◆ Work instruction:
Repeat the records. Match each character exactly.

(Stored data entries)
[Start of section]
use std::sync::Arc;

use tokio::sync::Mutex;

use crate::config::{AppConfig, StatsConfig};
use crate::storage::StorageConfig;

#[derive(Clone)]
pub struct AppState {
    pub storage: Arc<StorageConfig>,
    pub stats: Arc<StatsConfig>,
    pub cors_origin: Arc<str>,
    /// Held across read-modify-write of the record files
    pub write_lock: Arc<Mutex<()>>,
}

impl AppState {
    pub fn new(config: &AppConfig) -> Self {
        Self {
            storage: Arc::new(StorageConfig::new(config.data_dir.clone())),
            stats: Arc::new(config.stats.clone()),
            cors_origin: Arc::from(config.server.cors_origin.as_str()),
            write_lock: Arc::new(Mutex::new(())),
        }
    }
}
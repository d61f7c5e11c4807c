use std::path::PathBuf;

use anyhow::{Context, Result};
use chrono::Utc;
use clap::{Parser, Subcommand};
use tower_http::trace::TraceLayer;
use tracing_subscriber::{layer::SubscriberExt, util::SubscriberInitExt};

use ddsequence::api::{build_router, state::AppState};
use ddsequence::calculate::{
    detect_events, player_tallies, rank_by_win_rate, rank_by_wins, rank_up_conditions, recap,
    team_tallies, top_events,
};
use ddsequence::config::AppConfig;
use ddsequence::models::{round_rate, MatchRecord, NewGame, NewPenalty, TimeWindow};
use ddsequence::storage::{self, StorageConfig};

#[derive(Parser)]
#[command(name = "ddsequence")]
#[command(about = "2v2 match ledger with win-rate rankings, streaks and yearly recaps")]
#[command(version)]
struct Cli {
    /// Path to configuration file
    #[arg(long, default_value = "./config.toml")]
    config: PathBuf,

    /// Data directory path (overrides the config file)
    #[arg(long)]
    data_dir: Option<PathBuf>,

    /// Log level (trace, debug, info, warn, error)
    #[arg(long)]
    log_level: Option<String>,

    /// Output logs as JSON
    #[arg(long)]
    json_logs: bool,

    #[command(subcommand)]
    command: Commands,
}

#[derive(Subcommand)]
enum Commands {
    /// Start the API server
    Serve {
        /// Bind address
        #[arg(long)]
        host: Option<String>,

        /// Port number
        #[arg(long)]
        port: Option<u16>,

        /// Log all HTTP requests
        #[arg(long)]
        access_log: bool,
    },

    /// Print ranking tables
    Stats {
        /// Restrict to one year
        #[arg(long)]
        year: Option<String>,
    },

    /// Print the year-in-review as JSON
    Recap {
        year: i32,
    },

    /// Print the current dashboard events
    Events {
        /// Use the carousel limit instead of the banner limit
        #[arg(long)]
        carousel: bool,
    },

    /// Print what each player needs to move up one rank
    RankUp {
        /// Restrict to one year
        #[arg(long)]
        year: Option<String>,
    },

    /// Record a finished game
    AddGame {
        /// The two winners (player tokens)
        #[arg(long, num_args = 2, required = true)]
        winners: Vec<String>,

        /// The two losers (player tokens)
        #[arg(long, num_args = 2, required = true)]
        losers: Vec<String>,
    },

    /// Record a penalty
    AddPenalty {
        /// Player token
        #[arg(long)]
        player: String,

        /// Optional reason
        #[arg(long)]
        reason: Option<String>,
    },
}

fn load_games(storage: &StorageConfig, year: Option<&str>) -> Result<Vec<MatchRecord>> {
    let games = match TimeWindow::from_params(year, None, None) {
        Some(window) => storage::read_games_where(storage, |g| window.contains(g.created_at))?,
        None => storage::read_games(storage)?,
    };
    Ok(games)
}

#[tokio::main]
async fn main() -> Result<()> {
    let cli = Cli::parse();

    let mut config = AppConfig::load_or_default(&cli.config)
        .with_context(|| format!("loading {}", cli.config.display()))?;
    if let Some(dir) = cli.data_dir {
        config.data_dir = dir;
    }
    if let Some(level) = cli.log_level {
        config.log_level = level;
    }

    // Initialize tracing
    let filter = tracing_subscriber::EnvFilter::try_from_default_env()
        .unwrap_or_else(|_| tracing_subscriber::EnvFilter::new(&config.log_level));
    let registry = tracing_subscriber::registry().with(filter);
    if cli.json_logs {
        registry.with(tracing_subscriber::fmt::layer().json()).init();
    } else {
        registry.with(tracing_subscriber::fmt::layer()).init();
    }

    tracing::info!("Starting ddsequence v{}", env!("CARGO_PKG_VERSION"));

    let storage = StorageConfig::new(config.data_dir.clone());

    match cli.command {
        Commands::Serve {
            host,
            port,
            access_log,
        } => {
            if let Some(host) = host {
                config.server.host = host;
            }
            if let Some(port) = port {
                config.server.port = port;
            }
            config.validate()?;

            let state = AppState::new(&config);
            let mut app = build_router(state);
            if access_log {
                app = app.layer(TraceLayer::new_for_http());
            }

            let addr = format!("{}:{}", config.server.host, config.server.port);
            let listener = tokio::net::TcpListener::bind(&addr).await?;
            tracing::info!("Listening on http://{}", addr);
            axum::serve(listener, app).await?;
        }
        Commands::Stats { year } => {
            let games = load_games(&storage, year.as_deref())?;
            let players = player_tallies(&games);

            println!("Games: {}", games.len());
            println!();
            println!("{:<6} {:<8} {:>8} {:>6} {:>6}", "Rank", "Player", "Winrate", "Wins", "Games");
            for row in rank_by_win_rate(players.clone()) {
                println!(
                    "{:<6} {:<8} {:>7.2}% {:>6} {:>6}",
                    row.rank,
                    row.entity.display_name(),
                    round_rate(row.tally.win_rate()),
                    row.tally.wins,
                    row.tally.total
                );
            }

            println!();
            println!("{:<6} {:<8} {:>8} {:>6} {:>6}", "Rank", "Team", "Winrate", "Wins", "Games");
            for row in rank_by_win_rate(team_tallies(&games)) {
                println!(
                    "{:<6} {:<8} {:>7.2}% {:>6} {:>6}",
                    row.rank,
                    row.entity.display_name(),
                    round_rate(row.tally.win_rate()),
                    row.tally.wins,
                    row.tally.total
                );
            }

            println!();
            println!("{:<6} {:<8} {:>6}", "Rank", "Player", "Wins");
            for row in rank_by_wins(players) {
                println!(
                    "{:<6} {:<8} {:>6}",
                    row.rank,
                    row.entity.display_name(),
                    row.tally.wins
                );
            }
        }
        Commands::Recap { year } => {
            let window = TimeWindow::for_year(year).context("year out of range")?;
            let games = storage::read_games_where(&storage, |g| window.contains(g.created_at))?;
            match recap(&games, year) {
                Some(recap) => println!("{}", serde_json::to_string_pretty(&recap)?),
                None => println!("No games recorded in {}", year),
            }
        }
        Commands::Events { carousel } => {
            let limit = if carousel {
                config.stats.carousel_event_limit
            } else {
                config.stats.banner_event_limit
            };
            let games = storage::read_games(&storage)?;
            let events = top_events(detect_events(&games), limit);
            if events.is_empty() {
                println!("No events");
            }
            for event in events {
                println!("[{}] {}: {}", event.priority, event.title, event.message);
            }
        }
        Commands::RankUp { year } => {
            let games = load_games(&storage, year.as_deref())?;
            let ranking = rank_by_win_rate(player_tallies(&games));
            for condition in rank_up_conditions(&ranking, config.stats.rank_up_search_cap) {
                println!(
                    "#{} -> #{}: {}",
                    condition.current_rank, condition.target_rank, condition.description
                );
            }
        }
        Commands::AddGame { winners, losers } => {
            let record = NewGame::new(winners, losers).into_record(Utc::now())?;
            storage::append_game(&storage, &record)?;
            tracing::info!(
                "Recorded game {} ({} beat {})",
                record.id,
                record.winning_key(),
                record.losing_key()
            );
            println!("{}", serde_json::to_string_pretty(&record)?);
        }
        Commands::AddPenalty { player, reason } => {
            let record = NewPenalty {
                player: Some(player),
                reason,
            }
            .into_record(Utc::now())?;
            storage::append_penalty(&storage, &record)?;
            tracing::info!("Recorded penalty {} for {}", record.id, record.player);
            println!("{}", serde_json::to_string_pretty(&record)?);
        }
    }

    Ok(())
}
[End of section]
◆ The completed task:
use std::sync::Arc;

use tokio::sync::Mutex;

use crate::config::{AppConfig, StatsConfig};
use crate::storage::StorageConfig;

#[derive(Clone)]
pub struct AppState {
    pub storage: Arc<StorageConfig>,
    pub stats: Arc<StatsConfig>,
    pub cors_origin: Arc<str>,
    /// Held across read-modify-write of the record files
    pub write_lock: Arc<Mutex<()>>,
}

impl AppState {
    pub fn new(config: &AppConfig) -> Self {
        Self {
            storage: Arc::new(StorageConfig::new(config.data_dir.clone())),
            stats: Arc::new(config.stats.clone()),
            cors_origin: Arc::from(config.server.cors_origin.as_str()),
            write_lock: Arc::new(Mutex::new(())),
        }
    }
}
repository d61f7c5e11c4807c
use std::path::PathBuf;

use anyhow::{Context, Result};
use chrono::Utc;
use clap::{Parser, Subcommand};
use tower_http::trace::TraceLayer;
use tracing_subscriber::{layer::SubscriberExt, util::SubscriberInitExt};

use ddsequence::api::{build_router, state::AppState};
use ddsequence::calculate::{
    detect_events, player_tallies, rank_by_win_rate, rank_by_wins, rank_up_conditions, recap,
    team_tallies, top_events,
};
use ddsequence::config::AppConfig;
use ddsequence::models::{round_rate, MatchRecord, NewGame, NewPenalty, TimeWindow};
use ddsequence::storage::{self, StorageConfig};

#[derive(Parser)]
#[command(name = "ddsequence")]
#[command(about = "2v2 match ledger with win-rate rankings, streaks and yearly recaps")]
#[command(version)]
struct Cli {
    /// Path to configuration file
    #[arg(long, default_value = "./config.toml")]
    config: PathBuf,

    /// Data directory path (overrides the config file)
    #[arg(long)]
    data_dir: Option<PathBuf>,

    /// Log level (trace, debug, info, warn, error)
    #[arg(long)]
    log_level: Option<String>,

    /// Output logs as JSON
    #[arg(long)]
    json_logs: bool,

    #[command(subcommand)]
    command: Commands,
}

#[derive(Subcommand)]
enum Commands {
    /// Start the API server
    Serve {
        /// Bind address
        #[arg(long)]
        host: Option<String>,

        /// Port number
        #[arg(long)]
        port: Option<u16>,

        /// Log all HTTP requests
        #[arg(long)]
        access_log: bool,
    },

    /// Print ranking tables
    Stats {
        /// Restrict to one year
        #[arg(long)]
        year: Option<String>,
    },

    /// Print the year-in-review as JSON
    Recap {
        year: i32,
    },

    /// Print the current dashboard events
    Events {
        /// Use the carousel limit instead of the banner limit
        #[arg(long)]
        carousel: bool,
    },

    /// Print what each player needs to move up one rank
    RankUp {
        /// Restrict to one year
        #[arg(long)]
        year: Option<String>,
    },

    /// Record a finished game
    AddGame {
        /// The two winners (player tokens)
        #[arg(long, num_args = 2, required = true)]
        winners: Vec<String>,

        /// The two losers (player tokens)
        #[arg(long, num_args = 2, required = true)]
        losers: Vec<String>,
    },

    /// Record a penalty
    AddPenalty {
        /// Player token
        #[arg(long)]
        player: String,

        /// Optional reason
        #[arg(long)]
        reason: Option<String>,
    },
}

fn load_games(storage: &StorageConfig, year: Option<&str>) -> Result<Vec<MatchRecord>> {
    let games = match TimeWindow::from_params(year, None, None) {
        Some(window) => storage::read_games_where(storage, |g| window.contains(g.created_at))?,
        None => storage::read_games(storage)?,
    };
    Ok(games)
}

#[tokio::main]
async fn main() -> Result<()> {
    let cli = Cli::parse();

    let mut config = AppConfig::load_or_default(&cli.config)
        .with_context(|| format!("loading {}", cli.config.display()))?;
    if let Some(dir) = cli.data_dir {
        config.data_dir = dir;
    }
    if let Some(level) = cli.log_level {
        config.log_level = level;
    }

    // Initialize tracing
    let filter = tracing_subscriber::EnvFilter::try_from_default_env()
        .unwrap_or_else(|_| tracing_subscriber::EnvFilter::new(&config.log_level));
    let registry = tracing_subscriber::registry().with(filter);
    if cli.json_logs {
        registry.with(tracing_subscriber::fmt::layer().json()).init();
    } else {
        registry.with(tracing_subscriber::fmt::layer()).init();
    }

    tracing::info!("Starting ddsequence v{}", env!("CARGO_PKG_VERSION"));

    let storage = StorageConfig::new(config.data_dir.clone());

    match cli.command {
        Commands::Serve {
            host,
            port,
            access_log,
        } => {
            if let Some(host) = host {
                config.server.host = host;
            }
            if let Some(port) = port {
                config.server.port = port;
            }
            config.validate()?;

            let state = AppState::new(&config);
            let mut app = build_router(state);
            if access_log {
                app = app.layer(TraceLayer::new_for_http());
            }

            let addr = format!("{}:{}", config.server.host, config.server.port);
            let listener = tokio::net::TcpListener::bind(&addr).await?;
            tracing::info!("Listening on http://{}", addr);
            axum::serve(listener, app).await?;
        }
        Commands::Stats { year } => {
            let games = load_games(&storage, year.as_deref())?;
            let players = player_tallies(&games);

            println!("Games: {}", games.len());
            println!();
            println!("{:<6} {:<8} {:>8} {:>6} {:>6}", "Rank", "Player", "Winrate", "Wins", "Games");
            for row in rank_by_win_rate(players.clone()) {
                println!(
                    "{:<6} {:<8} {:>7.2}% {:>6} {:>6}",
                    row.rank,
                    row.entity.display_name(),
                    round_rate(row.tally.win_rate()),
                    row.tally.wins,
                    row.tally.total
                );
            }

            println!();
            println!("{:<6} {:<8} {:>8} {:>6} {:>6}", "Rank", "Team", "Winrate", "Wins", "Games");
            for row in rank_by_win_rate(team_tallies(&games)) {
                println!(
                    "{:<6} {:<8} {:>7.2}% {:>6} {:>6}",
                    row.rank,
                    row.entity.display_name(),
                    round_rate(row.tally.win_rate()),
                    row.tally.wins,
                    row.tally.total
                );
            }

            println!();
            println!("{:<6} {:<8} {:>6}", "Rank", "Player", "Wins");
            for row in rank_by_wins(players) {
                println!(
                    "{:<6} {:<8} {:>6}",
                    row.rank,
                    row.entity.display_name(),
                    row.tally.wins
                );
            }
        }
        Commands::Recap { year } => {
            let window = TimeWindow::for_year(year).context("year out of range")?;
            let games = storage::read_games_where(&storage, |g| window.contains(g.created_at))?;
            match recap(&games, year) {
                Some(recap) => println!("{}", serde_json::to_string_pretty(&recap)?),
                None => println!("No games recorded in {}", year),
            }
        }
        Commands::Events { carousel } => {
            let limit = if carousel {
                config.stats.carousel_event_limit
            } else {
                config.stats.banner_event_limit
            };
            let games = storage::read_games(&storage)?;
            let events = top_events(detect_events(&games), limit);
            if events.is_empty() {
                println!("No events");
            }
            for event in events {
                println!("[{}] {}: {}", event.priority, event.title, event.message);
            }
        }
        Commands::RankUp { year } => {
            let games = load_games(&storage, year.as_deref())?;
            let ranking = rank_by_win_rate(player_tallies(&games));
            for condition in rank_up_conditions(&ranking, config.stats.rank_up_search_cap) {
                println!(
                    "#{} -> #{}: {}",
                    condition.current_rank, condition.target_rank, condition.description
                );
            }
        }
        Commands::AddGame { winners, losers } => {
            let record = NewGame::new(winners, losers).into_record(Utc::now())?;
            storage::append_game(&storage, &record)?;
            tracing::info!(
                "Recorded game {} ({} beat {})",
                record.id,
                record.winning_key(),
                record.losing_key()
            );
            println!("{}", serde_json::to_string_pretty(&record)?);
        }
        Commands::AddPenalty { player, reason } => {
            let record = NewPenalty {
                player: Some(player),
                reason,
            }
            .into_record(Utc::now())?;
            storage::append_penalty(&storage, &record)?;
            tracing::info!("Recorded penalty {} for {}", record.id, record.player);
            println!("{}", serde_json::to_string_pretty(&record)?);
        }
    }

    Ok(())
}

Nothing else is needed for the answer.